* TO DO: Copy each line from the data that has the word "Mutex" in it.

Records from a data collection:
━━━━━━━━━━━━━━━━━━━━

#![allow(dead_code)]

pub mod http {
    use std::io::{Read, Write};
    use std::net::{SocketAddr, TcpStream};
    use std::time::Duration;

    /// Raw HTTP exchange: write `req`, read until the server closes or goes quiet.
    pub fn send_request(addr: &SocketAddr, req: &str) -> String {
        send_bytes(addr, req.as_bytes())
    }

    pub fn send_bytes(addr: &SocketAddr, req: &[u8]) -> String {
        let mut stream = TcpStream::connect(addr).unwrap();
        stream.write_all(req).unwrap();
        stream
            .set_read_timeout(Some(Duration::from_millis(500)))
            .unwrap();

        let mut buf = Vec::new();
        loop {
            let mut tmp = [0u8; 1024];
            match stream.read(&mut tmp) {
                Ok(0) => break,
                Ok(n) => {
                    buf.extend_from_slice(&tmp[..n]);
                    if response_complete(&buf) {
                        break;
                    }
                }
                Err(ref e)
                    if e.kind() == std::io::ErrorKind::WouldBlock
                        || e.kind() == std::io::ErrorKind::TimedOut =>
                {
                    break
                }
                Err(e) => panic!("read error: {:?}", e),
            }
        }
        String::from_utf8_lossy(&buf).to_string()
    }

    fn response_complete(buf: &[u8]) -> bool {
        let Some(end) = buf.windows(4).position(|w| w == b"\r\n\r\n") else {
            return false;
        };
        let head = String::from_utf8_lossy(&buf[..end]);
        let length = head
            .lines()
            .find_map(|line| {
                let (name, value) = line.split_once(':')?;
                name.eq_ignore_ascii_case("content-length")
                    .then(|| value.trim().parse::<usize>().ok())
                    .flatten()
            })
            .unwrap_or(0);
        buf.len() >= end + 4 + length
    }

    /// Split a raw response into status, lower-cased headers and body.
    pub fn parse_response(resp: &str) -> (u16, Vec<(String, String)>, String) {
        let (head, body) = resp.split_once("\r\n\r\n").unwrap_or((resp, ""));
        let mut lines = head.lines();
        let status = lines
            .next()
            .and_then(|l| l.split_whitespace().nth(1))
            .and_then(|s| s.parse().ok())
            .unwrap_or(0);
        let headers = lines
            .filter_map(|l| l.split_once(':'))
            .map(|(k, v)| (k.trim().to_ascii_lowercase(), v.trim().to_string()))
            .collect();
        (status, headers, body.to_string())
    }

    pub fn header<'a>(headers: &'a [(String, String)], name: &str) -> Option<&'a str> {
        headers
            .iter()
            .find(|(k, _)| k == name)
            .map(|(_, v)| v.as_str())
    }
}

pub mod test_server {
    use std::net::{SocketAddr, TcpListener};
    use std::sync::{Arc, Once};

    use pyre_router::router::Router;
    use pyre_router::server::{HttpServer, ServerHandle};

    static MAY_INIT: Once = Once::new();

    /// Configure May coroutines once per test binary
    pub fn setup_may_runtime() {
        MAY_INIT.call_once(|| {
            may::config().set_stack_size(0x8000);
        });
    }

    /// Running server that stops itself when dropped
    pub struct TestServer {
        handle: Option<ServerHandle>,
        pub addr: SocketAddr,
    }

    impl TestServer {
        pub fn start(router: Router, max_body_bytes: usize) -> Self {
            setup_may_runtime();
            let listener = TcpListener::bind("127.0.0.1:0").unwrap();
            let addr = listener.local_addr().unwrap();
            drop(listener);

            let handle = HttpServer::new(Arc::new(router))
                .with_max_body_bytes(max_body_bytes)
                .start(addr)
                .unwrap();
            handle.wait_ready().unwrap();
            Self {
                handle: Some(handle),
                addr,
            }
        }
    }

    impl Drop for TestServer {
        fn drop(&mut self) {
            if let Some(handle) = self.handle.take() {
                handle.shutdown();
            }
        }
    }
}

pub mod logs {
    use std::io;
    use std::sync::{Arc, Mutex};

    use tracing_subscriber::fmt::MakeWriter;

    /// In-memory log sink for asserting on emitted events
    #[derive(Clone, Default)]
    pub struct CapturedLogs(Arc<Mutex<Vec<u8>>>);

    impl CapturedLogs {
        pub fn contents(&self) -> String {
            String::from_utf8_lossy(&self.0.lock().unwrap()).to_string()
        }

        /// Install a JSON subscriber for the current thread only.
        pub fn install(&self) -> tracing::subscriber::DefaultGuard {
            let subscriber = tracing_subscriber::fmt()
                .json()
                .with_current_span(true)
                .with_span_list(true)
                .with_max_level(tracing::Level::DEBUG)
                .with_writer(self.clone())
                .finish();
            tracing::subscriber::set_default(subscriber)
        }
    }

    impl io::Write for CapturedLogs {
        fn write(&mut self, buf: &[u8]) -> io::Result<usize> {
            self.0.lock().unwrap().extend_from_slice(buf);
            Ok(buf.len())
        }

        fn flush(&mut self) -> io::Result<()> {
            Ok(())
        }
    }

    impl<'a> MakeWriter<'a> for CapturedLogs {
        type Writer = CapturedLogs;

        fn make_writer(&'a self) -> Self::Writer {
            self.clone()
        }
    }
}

━━━━━━━━━━━━━━━━━━━━

* OUTPUT:
    use std::sync::{Arc, Mutex};
    pub struct CapturedLogs(Arc<Mutex<Vec<u8>>>);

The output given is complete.